静止轨道上高光谱红外探测仪水汽通道资料在数值预报中的定量应用,由于其高时间分辨率和高垂直分辨率特点,有望改进台风和暴雨等与湿过程密切相关的高影响天气预报,而水汽通道最优选择是有效同化的关键技术之一,能减少高光谱探测仪观测冗余信息所引起的同化和反演不适定性。本项目首先基于风云四号A星高光谱大气垂直探测仪GIIRS水汽通道非线性较强的特点,在“熵减法-香农熵”基础上,基于“相对熵”和“通道得分指数法”,发展适用水汽通道的最优选择方法,形成东亚区域通道组合;其次,针对水汽通道亮温偏差非高斯性,把常用M-估计和新构建M-估计法耦合到经典变分同化框架中,开展GIIRS水汽通道非高斯广义变分同化方法研究;最后,开展不同通道组合和新变分法在GRAPES-3DVar/4DVar同化及数值预报效果验证。设计对比试验,研究对分析和预报的影响,为GIIRS水汽通道在数值预报中的同化应用提供参考。

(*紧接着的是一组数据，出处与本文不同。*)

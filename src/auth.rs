//! Credentials for the Drive API.
//!
//! Two sources are supported: a service-account key file, exchanged for
//! short-lived access tokens through a signed JWT assertion, and a fixed
//! bearer token supplied by the caller.

use std::fs;
use std::path::{Path, PathBuf};
use std::sync::Arc;
use std::time::{Duration, SystemTime, UNIX_EPOCH};

use jsonwebtoken::{encode, Algorithm, EncodingKey, Header};
use reqwest::Client;
use serde::Serialize;
use tokio::sync::RwLock;
use tracing::debug;

use crate::error::{DriveError, Result};
use crate::models::{ServiceAccountCredentials, TokenResponse};

/// Default Google OAuth2 token endpoint.
const DEFAULT_TOKEN_URI: &str = "https://oauth2.googleapis.com/token";

/// Full Drive access scope.
const DRIVE_SCOPE: &str = "https://www.googleapis.com/auth/drive";

/// Directory holding the service-account key.
pub const CREDENTIALS_DIR: &str = "credentials";

/// Fixed file name of the service-account key.
pub const CREDENTIALS_FILE: &str = "Service_credentials.json";

/// Tokens are refreshed this long before they expire.
const EXPIRY_MARGIN: Duration = Duration::from_secs(60);

/// Lifetime requested for each JWT assertion.
const ASSERTION_LIFETIME_SECS: u64 = 3600;

/// `credentials/Service_credentials.json`, relative to the working directory.
pub fn default_credentials_path() -> PathBuf {
    Path::new(CREDENTIALS_DIR).join(CREDENTIALS_FILE)
}

#[derive(Debug, Serialize)]
struct Claims {
    iss: String,
    scope: String,
    aud: String,
    exp: u64,
    iat: u64,
}

#[derive(Clone)]
struct CachedToken {
    access_token: String,
    expires_at: SystemTime,
}

#[derive(Clone)]
enum TokenSource {
    ServiceAccount {
        credentials: Arc<ServiceAccountCredentials>,
        cached: Arc<RwLock<Option<CachedToken>>>,
    },
    Static(Arc<str>),
}

/// Hands out bearer tokens for Drive requests. Cheap to clone.
#[derive(Clone)]
pub struct Authenticator {
    source: TokenSource,
    client: Client,
}

impl Authenticator {
    /// Load a service-account JSON key file.
    pub fn from_file<P: AsRef<Path>>(path: P) -> Result<Self> {
        let content = fs::read_to_string(path)?;
        let credentials: ServiceAccountCredentials = serde_json::from_str(&content)?;
        Ok(Self::new(credentials))
    }

    /// Use already-parsed service-account credentials.
    pub fn new(credentials: ServiceAccountCredentials) -> Self {
        Self {
            source: TokenSource::ServiceAccount {
                credentials: Arc::new(credentials),
                cached: Arc::new(RwLock::new(None)),
            },
            client: Client::new(),
        }
    }

    /// Use a fixed bearer token, e.g. one printed by `gcloud auth print-access-token`.
    pub fn from_token(token: impl Into<String>) -> Self {
        let token: String = token.into();
        Self {
            source: TokenSource::Static(Arc::from(token)),
            client: Client::new(),
        }
    }

    /// Get a valid access token, exchanging a new assertion if the cached one is near expiry.
    pub async fn get_access_token(&self) -> Result<String> {
        let (credentials, cached) = match &self.source {
            TokenSource::Static(token) => return Ok(token.to_string()),
            TokenSource::ServiceAccount { credentials, cached } => (credentials, cached),
        };

        if let Some(token) = cached.read().await.as_ref() {
            if token.expires_at > SystemTime::now() + EXPIRY_MARGIN {
                return Ok(token.access_token.clone());
            }
        }

        let fresh = self.exchange_assertion(credentials).await?;
        *cached.write().await = Some(fresh.clone());
        Ok(fresh.access_token)
    }

    async fn exchange_assertion(
        &self,
        credentials: &ServiceAccountCredentials,
    ) -> Result<CachedToken> {
        let now = SystemTime::now()
            .duration_since(UNIX_EPOCH)
            .map_err(|e| DriveError::AuthenticationError(e.to_string()))?
            .as_secs();

        let token_uri = credentials.token_uri.as_deref().unwrap_or(DEFAULT_TOKEN_URI);
        let claims = Claims {
            iss: credentials.client_email.clone(),
            scope: DRIVE_SCOPE.to_string(),
            aud: token_uri.to_string(),
            iat: now,
            exp: now + ASSERTION_LIFETIME_SECS,
        };

        let key = EncodingKey::from_rsa_pem(credentials.private_key.as_bytes())?;
        let jwt = encode(&Header::new(Algorithm::RS256), &claims, &key)?;

        debug!(issuer = %credentials.client_email, "exchanging service account assertion");

        let params = [
            ("grant_type", "urn:ietf:params:oauth:grant-type:jwt-bearer"),
            ("assertion", jwt.as_str()),
        ];
        let response = self.client.post(token_uri).form(&params).send().await?;

        if !response.status().is_success() {
            let status = response.status();
            let body = response.text().await.unwrap_or_default();
            return Err(DriveError::TokenRefreshError(format!(
                "Status {}: {}",
                status, body
            )));
        }

        let token: TokenResponse = response.json().await?;
        if !token.token_type.eq_ignore_ascii_case("bearer") {
            return Err(DriveError::AuthenticationError(format!(
                "unexpected token type: {}",
                token.token_type
            )));
        }

        Ok(CachedToken {
            access_token: token.access_token,
            expires_at: SystemTime::now() + Duration::from_secs(token.expires_in),
        })
    }
}

#[cfg(test)]
mod tests {
    use super::*;

    #[test]
    fn test_claims_serialization() {
        let claims = Claims {
            iss: "svc@example.iam.gserviceaccount.com".to_string(),
            scope: DRIVE_SCOPE.to_string(),
            aud: DEFAULT_TOKEN_URI.to_string(),
            iat: 1234567890,
            exp: 1234571490,
        };

        let json = serde_json::to_string(&claims).unwrap();
        assert!(json.contains("svc@example.iam.gserviceaccount.com"));
        assert!(json.contains(DRIVE_SCOPE));
    }

    #[test]
    fn test_default_credentials_path() {
        let path = default_credentials_path();
        assert!(path.starts_with("credentials"));
        assert!(path.ends_with("Service_credentials.json"));
    }

    #[tokio::test]
    async fn test_static_token_is_returned_verbatim() {
        let auth = Authenticator::from_token("ya29.static");
        assert_eq!(auth.get_access_token().await.unwrap(), "ya29.static");
    }

    #[tokio::test]
    async fn test_bad_private_key_fails() {
        let auth = Authenticator::new(ServiceAccountCredentials {
            client_email: "svc@example.iam.gserviceaccount.com".to_string(),
            private_key: "not a pem".to_string(),
            token_uri: None,
        });
        assert!(matches!(
            auth.get_access_token().await,
            Err(DriveError::JwtError(_))
        ));
    }
}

风云四号高光谱GIIRS资料在数值天气预报中的定量应用,有望改进高影响天气预报。本项目完成了FY-4A/GIIRS水汽通道最优选择与变分同化方法研究及GRAPES应用试验和相关算法推广应用。主要内容如下:(1)通道选择。在“熵减法-香农熵”的通道最优选择基础上,针对GIIRS水汽通道特点,采用了基于“相对熵”的非线性方法。进一步采用了改进的“通道得分指数法”-信号自由度方法。形成了GIIRS通道子集。本项目采用的方法均有效地改进了背景误差分布,尤其在中间层。(2)变分同化。基于观测误差重估计和M-估计构建了高光谱通道亮温非高斯广义变分同化方法。试验结果表明,基于Huber-估计的广义变分同化效果优于经典变分同化。进一步基于带约束项广义变分同化了GIIRS亮温,得到了较高的温度廓线反演精度。基于随机森林反演了高频次的温度廓线。并综合多源(或多维度)资料完成了台风暴雨高影响天气监测研究。(3)质量控制。在将GIIRS资料同化进GRAPES模式前,完成了亮温重构、异常值剔除、偏差订正和云检测等资料质量控制。并初步实现了将云参数等信息用于GIIRS云区亮温模拟;(4)GRAPES应用试验。在应用层面,完成了GIIRS资料在GRAPES变分同化及降水预报效果验证。结论为降水预报精度整体有所改进。进一步项目组实现了GIIRS资料在WRFDA中的同化应用。完成了对台风“玛莉亚”分析影响的试验;(5)算法推广应用。将本项目方法推广应用于FY-3D/HIRAS在GRAPES-4DVar台风路径数值预报,改进了预报精度;进一步完成了卫星红外资料(如,FY-4A/AGRI)反演降水等。本项目是卫星资料同化、数值天气预报、数学反问题、正则化约束、人工智能等多学科交叉融合算法研究与应用结合体。本项目目的实现FY-4A/GIIRS资料在区域部门业务定量化应用,以服务于气象防灾减灾。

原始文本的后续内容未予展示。